Although great scientific emphasis has been placed upon HPVas the primary cause of cervical cancers and its involvement in carcinogenic progression of other cancers, less attention has been focused on the secondary factors that are associated with progression from subclinical HPV infection to invasive carcinoma. Among the secondary factors that limit virus production and carcinogenic progression is CpG methylation of the HPV genome. Several studies now confirm that CpG site-specific methylation of HPV DNA, mediated in part by folate availability, is sufficient to suppress neoplastic progression. In contrast, demethylation or hypomethylation of HPV-DNA sequences is required for transformation, revealing the importance of preferential DNA methylation at CpG sites in the HPV long control region (LCR) between L1 and E6 HPV genes, in addition to the tumor suppressor sites in p53 exons 248 and 273. Because HPV has the potential to initiate oncogenesis, and also to modulate oral cancer growth and folate plays a central role in mediating the availability of methyl groups for CpG-specific DNA methylation (modulating both p53 and HPV mRNA expression) – an investigation of these inter-connected and inter-related mechanisms in oral cancers must be undertaken. In addition, ethanol and acetaldehyde may also play critical roles in determining folate availability, and are primary risk factors for the development of oral cancers, which makes the evaluation of these interconnected metabolic pathways critically important.

Materials and methods

Using a comprehensive series of integrated in vitro assays, including proliferation, viability and mRNA analysis using RT-PCR, distinct effects of ethanol and acetaldehyde administration were observed in the oral cancer cell lines, CAL27, SCC15 and SCC25. In addition, the growth modulating effects of HPV infection and FA supplementation were also examined.

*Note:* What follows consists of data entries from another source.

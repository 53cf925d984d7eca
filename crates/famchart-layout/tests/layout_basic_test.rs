use famchart_core::{edit, Gender, Person, PersonGraph, RelType};
use famchart_layout::{calculate_tree, ChartConfig};

fn person(id: &str, gender: Gender) -> Person {
    let mut p = Person::new(id);
    p.set_gender(Some(gender));
    p
}

/// A(M) and B(F) married, with son C. Focus C.
fn couple_with_child() -> PersonGraph {
    let mut a = person("A", Gender::Male);
    let mut b = person("B", Gender::Female);
    let mut c = person("C", Gender::Male);
    a.rels.spouses.push("B".into());
    b.rels.spouses.push("A".into());
    a.rels.children.push("C".into());
    b.rels.children.push("C".into());
    c.rels.father = Some("A".into());
    c.rels.mother = Some("B".into());
    PersonGraph::from_persons(vec![a, b, c])
}

#[test]
fn single_child_with_both_parents_known() {
    let mut g = couple_with_child();
    let cfg = ChartConfig::default();
    let layout = calculate_tree(&mut g, Some("C"), &cfg).unwrap();

    assert_eq!(layout.nodes.len(), 3);
    assert_eq!(layout.main_id, "C");

    let c = layout.node("C").unwrap();
    assert_eq!((c.x, c.y), (0.0, 0.0));
    assert!(c.main);
    assert_eq!(c.depth, 0);
    assert!(c.to.is_empty());
    assert_eq!(c.to_ancestry, vec!["A".to_string(), "B".to_string()]);

    let a = layout.node("A").unwrap();
    assert_eq!((a.x, a.y), (-125.0, -150.0));
    assert!(a.is_ancestry);
    assert_eq!(a.depth, -1);
    assert_eq!(a.from, vec!["C".to_string()]);

    let b = layout.node("B").unwrap();
    assert_eq!((b.x, b.y), (125.0, -150.0));
}

#[test]
fn dimensions_pad_one_separation_per_axis() {
    let mut g = couple_with_child();
    let layout = calculate_tree(&mut g, Some("C"), &ChartConfig::default()).unwrap();
    assert_eq!(layout.dim.width, 500.0);
    assert_eq!(layout.dim.height, 300.0);
    assert_eq!(layout.dim.x_off, 250.0);
    assert_eq!(layout.dim.y_off, 225.0);
}

#[test]
fn missing_focus_falls_back_to_the_first_person() {
    let mut g = couple_with_child();
    let layout = calculate_tree(&mut g, None, &ChartConfig::default()).unwrap();
    assert_eq!(layout.main_id, "A");
    let layout = calculate_tree(&mut g, Some("nobody"), &ChartConfig::default()).unwrap();
    assert_eq!(layout.main_id, "A");
}

#[test]
fn layout_is_deterministic() {
    let cfg = ChartConfig::default();
    let mut g1 = couple_with_child();
    let mut g2 = couple_with_child();
    let l1 = calculate_tree(&mut g1, Some("C"), &cfg).unwrap();
    let l2 = calculate_tree(&mut g2, Some("C"), &cfg).unwrap();
    assert_eq!(l1, l2);
}

#[test]
fn ancestors_rise_and_descendants_sink() {
    // G -> A -> C, focus A: one ancestor above, one child below.
    let mut g = PersonGraph::from_persons(vec![person("G", Gender::Male)]);
    edit::add_relative(&mut g, "G", RelType::Son, person("A", Gender::Male), None).unwrap();
    edit::add_relative(&mut g, "A", RelType::Son, person("C", Gender::Male), None).unwrap();

    let layout = calculate_tree(&mut g, Some("A"), &ChartConfig::default()).unwrap();
    let a = layout.node("A").unwrap();
    assert_eq!(a.depth, 0);
    let anc = layout.node("G").unwrap();
    assert!(anc.y < 0.0 && anc.is_ancestry && anc.depth == -1);
    let desc = layout.node("C").unwrap();
    assert!(desc.y > 0.0 && !desc.is_ancestry && desc.depth == 1);
}

#[test]
fn augmentor_inserts_an_empty_mother_card() {
    let mut a = person("A", Gender::Male);
    a.rels.children.push("C".into());
    let mut c = person("C", Gender::Female);
    c.rels.father = Some("A".into());
    let mut g = PersonGraph::from_persons(vec![a, c]);

    let cfg = ChartConfig::default().with_single_parent_empty_card(true);
    let layout = calculate_tree(&mut g, Some("C"), &cfg).unwrap();

    assert_eq!(layout.nodes.len(), 3);
    let mother_id = g.get("C").unwrap().rels.mother.clone().unwrap();
    assert!(g.get(&mother_id).unwrap().to_add);
    assert!(g.get("A").unwrap().rels.spouses.contains(&mother_id));
    let mother_card = layout.node(&mother_id).unwrap();
    assert!(mother_card.is_ancestry);

    // Saving real data for the placeholder must not spawn another one.
    let mut data = g.get(&mother_id).unwrap().data.clone();
    data.insert("first name".into(), serde_json::Value::String("Beth".into()));
    edit::submit_person_data(&mut g, &mother_id, data).unwrap();
    edit::move_to_added(&mut g, &mother_id).unwrap();
    let layout = calculate_tree(&mut g, Some("C"), &cfg).unwrap();
    assert_eq!(layout.nodes.len(), 3);
    assert_eq!(g.len(), 3);
}

#[test]
fn all_rels_displayed_tracks_trimmed_branches() {
    let mut g = PersonGraph::from_persons(vec![person("A", Gender::Male)]);
    edit::add_relative(&mut g, "A", RelType::Son, person("B", Gender::Male), None).unwrap();
    edit::add_relative(&mut g, "B", RelType::Son, person("C", Gender::Male), None).unwrap();

    let cfg = ChartConfig::default().with_progeny_depth(Some(1));
    let layout = calculate_tree(&mut g, Some("A"), &cfg).unwrap();
    assert!(layout.node("C").is_none());
    assert!(layout.node("A").unwrap().all_rels_displayed);
    assert!(!layout.node("B").unwrap().all_rels_displayed);

    let cfg = ChartConfig::default();
    let layout = calculate_tree(&mut g, Some("A"), &cfg).unwrap();
    assert!(layout.node("B").unwrap().all_rels_displayed);
}

#[test]
fn one_level_rels_trims_both_sides() {
    let mut g = PersonGraph::from_persons(vec![person("G", Gender::Male)]);
    edit::add_relative(&mut g, "G", RelType::Son, person("A", Gender::Male), None).unwrap();
    edit::add_relative(&mut g, "A", RelType::Son, person("B", Gender::Male), None).unwrap();
    edit::add_relative(&mut g, "B", RelType::Son, person("C", Gender::Male), None).unwrap();

    let cfg = ChartConfig::default().with_one_level_rels(true);
    let layout = calculate_tree(&mut g, Some("A"), &cfg).unwrap();
    assert!(layout.node("G").is_some());
    assert!(layout.node("B").is_some());
    assert!(layout.node("C").is_none());
}

#[test]
fn horizontal_mode_swaps_the_axes() {
    let mut g = couple_with_child();
    let cfg = ChartConfig::default().with_horizontal(true);
    let layout = calculate_tree(&mut g, Some("C"), &cfg).unwrap();
    assert!(layout.is_horizontal);

    let c = layout.node("C").unwrap();
    assert_eq!((c.x, c.y), (0.0, 0.0));
    // Ancestors sit to the left, spread vertically by the swapped
    // separation (level_separation plays the sibling-gap role).
    let a = layout.node("A").unwrap();
    let b = layout.node("B").unwrap();
    assert_eq!((a.x, a.y), (-250.0, -75.0));
    assert_eq!((b.x, b.y), (-250.0, 75.0));
}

Both high-risk HPV strains 16 and 18 induced robust growth-stimulating effects in CAL27 cells, while strain-specific responses were observed in SCC25 and SCC15 cells. FA administration [0-400 µg/mL] significantly increased the growth rate of all cell lines evaluated. In addition, FA administration induced broad, general increases in cell viability among all cell lines that were associated with p53 mRNA transcriptional down-regulation. None of these cell lines were found to harbor the common C677T mutation in methylenetetrahydrofolate reductase (MTHFR), which can reduce FA availability and may increase oral cancer risk.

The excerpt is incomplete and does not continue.